Et puis, son Gourou lui a permis de constater que le « Mouvement » est un « espace » et cela est important. Car tout espace est soumis à une transformation continuelle et sous cette compréhension on peut arriver à saisir vraiment ce qui s’est passé, et ce qui se passe pour l’humain.

 

Puis il reprend, mais cette fois il a du mal à sortir les mots.

    - Il m’a montré aussi que dans l’espace originel du Mouvement, il n’y avait « Rien »!

    - C’est-à-dire ? je fais car je connais l’épine qu’il a dans le gosier.

   - Rien!... Il n’existait pas les « Déités » d’aide et de protection que nous connaissons dans notre Tradition... et dans toutes les autres... Car il m’a montré les Formes Générales de la Création et pas seulement celles qui touchent ma Tradition... Son Enseignement fut Cosmique!

 

Il a la mine un peu flétrie, le vieux!... les infos ne sont pas de son goût!... Mais il a du courage et met en mots ce qu’il voit et comprend sans chercher à organiser un masque...

Un grand!

 

    - Alors, je fais... car on va commencer à toucher des infos percutantes.

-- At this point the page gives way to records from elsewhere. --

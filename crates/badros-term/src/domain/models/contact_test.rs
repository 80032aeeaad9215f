use super::*;

const NOW: &str = "2026-10-18 09:30:00";

#[test]
fn it_requires_name_email_and_message() {
    let res = ContactSubmission::validate("Ada", "ada@example.com", "Hi", "", NOW);
    assert_eq!(res, Err(ContactError::MissingFields));

    let res = ContactSubmission::validate("", "ada@example.com", "", "Hello", NOW);
    assert_eq!(res, Err(ContactError::MissingFields));

    let res = ContactSubmission::validate("Ada", "   ", "", "Hello", NOW);
    assert_eq!(res, Err(ContactError::MissingFields));
}

#[test]
fn it_checks_missing_fields_before_the_email_shape() {
    let res = ContactSubmission::validate("Ada", "not-an-email", "", "", NOW);
    assert_eq!(res, Err(ContactError::MissingFields));
}

#[test]
fn it_rejects_malformed_emails() {
    for email in ["not-an-email", "a@b", "@example.com", "a b@example.com", "a@b@c.d"] {
        let res = ContactSubmission::validate("Ada", email, "", "Hello", NOW);
        assert_eq!(res, Err(ContactError::InvalidEmail), "{email}");
    }
}

#[test]
fn it_accepts_standard_emails() {
    for email in ["ada@example.com", "a.b+c@mail.example.org", "x@y.io"] {
        assert!(is_valid_email(email), "{email}");
    }
}

#[test]
fn it_renders_validation_errors_as_user_messages() {
    assert_eq!(
        ContactError::MissingFields.to_string(),
        "Please fill in all required fields."
    );
    assert_eq!(
        ContactError::InvalidEmail.to_string(),
        "Please enter a valid email address."
    );
}

#[test]
fn it_builds_params_with_reply_to_and_default_subject() {
    let submission =
        ContactSubmission::validate(" Ada ", "ada@example.com", "  ", "Hello there", NOW).unwrap();
    assert_eq!(submission.subject, None);

    let params = submission.into_params("Badr");
    assert_eq!(
        params,
        EmailParams {
            from_name: "Ada".to_string(),
            from_email: "ada@example.com".to_string(),
            subject: NO_SUBJECT.to_string(),
            message: "Hello there".to_string(),
            to_name: "Badr".to_string(),
            reply_to: "ada@example.com".to_string(),
            date: NOW.to_string(),
        }
    );
}

#[test]
fn it_keeps_a_provided_subject() {
    let params = ContactSubmission::validate("Ada", "ada@example.com", "Collab", "Hi", NOW)
        .unwrap()
        .into_params("Badr");
    assert_eq!(params.subject, "Collab");
}

#[test]
fn it_names_the_fallback_address_on_failure() {
    assert_eq!(
        failure_text("me@example.com"),
        "Failed to send message. Please try again or email me directly at me@example.com."
    );
}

   - Alors ?... Les Forces et Puissances d’aide et de soutien que nous adorons et soutenons, ne sont que des « réactions » de la Matière originelle du Mouvement lorsque le mouvement personnel de l’humain entre en contradiction avec Elle.

    - Avec « Elle » ?

    - Oui... Avec la Matière Originelle qui a un Ordre et une Intelligence... C’est comme des enfants qui continuent à être reliés aux parents et qui produisent dans le corps des parents des effets qui sont la conséquence de leurs actions. Et lorsque ces actions sont contraires au mouvement des parents, il y a alors à l’intérieur de ces corps de parents la création d’un antidote pour contrôler et guérir le poison.

... Voilà ce que j’ai vu...

... Voilà ce que j’ai senti dans mon corps...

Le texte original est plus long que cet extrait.